Ronnie Summers is a wild island boy who has overcome racism and the bottle to find power in his ancestry. Here is a story of a Tasmanian Aboriginal elder who is full of life and music and bonded to the land of his birth. Deeply committed to motivating a rising generation, Ronnie’s story provides a rich perspective for Australians who are interested in Tasmania’s past, present and future Aboriginal cultural identity, says Senator Bob Brown.

Ronnie Summers has received a Centenary of Federation Award, a National Reconciliation Award, been nominated three times for Tasmanian Aboriginal of the Year, was the first Tasmanian Aboriginal to perform at an AFL game, and is an educator of children on Aboriginal culture and traditions. 

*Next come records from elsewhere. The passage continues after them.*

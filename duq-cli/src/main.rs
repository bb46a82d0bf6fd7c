//! duq - Data units quiz in the terminal
//!
//! Asks unit conversion, file size and storage capacity questions, checks
//! the answers, and keeps a persistent score with level badges.

use std::io;
use std::path::PathBuf;

use anyhow::Result;
use clap::Parser;
use duq_common::config::{resolve_data_folder, SiteConfig};
use duq_common::engines::Difficulty;
use duq_common::storage::{FileStore, KeyValueStore, MemoryStore};
use duq_common::ScoreManager;
use tracing::{info, warn};
use tracing_subscriber::util::SubscriberInitExt;

mod app;
mod logging;

use app::{Mode, QuestionSource};

/// Command-line arguments for duq
#[derive(Parser, Debug)]
#[command(name = "duq")]
#[command(about = "Practice data unit conversions, file sizes and storage capacity")]
#[command(version)]
struct Args {
    /// Question type to practise
    #[arg(short, long, value_enum, default_value = "mixed")]
    mode: Mode,

    /// Allow conversions up to three units apart
    #[arg(short, long)]
    advanced: bool,

    /// Seed for reproducible questions
    #[arg(long)]
    seed: Option<u64>,

    /// Site config file (falls back to DUQ_CONFIG, then the platform config dir)
    #[arg(short, long)]
    config: Option<PathBuf>,

    /// Folder for saved scores (falls back to DUQ_DATA_FOLDER, then the site config)
    #[arg(long)]
    data_folder: Option<PathBuf>,

    /// Keep scores in memory only
    #[arg(long)]
    in_memory: bool,

    /// Stop after this many questions
    #[arg(short, long)]
    questions: Option<u32>,

    /// Print score statistics and exit
    #[arg(long)]
    stats: bool,

    /// Clear saved scores before starting
    #[arg(long)]
    reset: bool,
}

fn main() -> Result<()> {
    let args = Args::parse();

    // RUST_LOG wins over the configured level
    let rust_log = std::env::var("RUST_LOG").ok();
    let (subscriber, log_level) = logging::subscriber(rust_log.as_deref(), io::stderr);
    subscriber.init();

    let config = logging::load_config(args.config.as_deref(), &log_level)?;

    info!(
        "Starting duq v{} for site '{}'",
        env!("CARGO_PKG_VERSION"),
        config.site_key
    );

    let store = open_store(&args, &config);
    let mut scores = ScoreManager::from_config(&config, store);

    let stdout = io::stdout();
    let mut output = stdout.lock();

    if args.reset {
        scores.reset();
        info!("Scores reset");
    }

    if args.stats {
        return app::print_stats(&mut output, &scores);
    }

    let difficulty = if args.advanced {
        Difficulty::Advanced
    } else {
        Difficulty::Basic
    };
    let mut source = match args.seed {
        Some(seed) => {
            info!("Using seed {}", seed);
            QuestionSource::seeded(args.mode, difficulty, seed)
        }
        None => QuestionSource::new(args.mode, difficulty),
    };

    app::print_header(&mut output, &config)?;
    let stdin = io::stdin();
    let mut input = stdin.lock();
    app::run_quiz(&mut input, &mut output, &mut source, &mut scores, args.questions)?;
    app::print_stats(&mut output, &scores)?;

    Ok(())
}

/// File store in the resolved data folder, or memory when that is unusable
fn open_store(args: &Args, config: &SiteConfig) -> Box<dyn KeyValueStore> {
    if args.in_memory {
        info!("Scores kept in memory only");
        return Box::new(MemoryStore::new());
    }

    let folder = resolve_data_folder(args.data_folder.as_deref(), config);
    match FileStore::open(&folder) {
        Ok(store) => {
            info!("Score folder: {}", folder.display());
            Box::new(store)
        }
        Err(e) => {
            warn!(
                "Cannot use score folder {} ({}), scores kept in memory only",
                folder.display(),
                e
            );
            Box::new(MemoryStore::new())
        }
    }
}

Ronnie: Tasmanian Songman includes a CD featuring the music of Cape Barren Island—a unique blend of Cajun, Blues, Country and Folk now recognised as a rare example of Australian musical folklore. 

Ronnie: Tasmanian Songman is available from 14 October and is published by Magabala Books, a non-profit Aboriginal Corporation that aims to promote, preserve and publish Indigenous Australian Culture.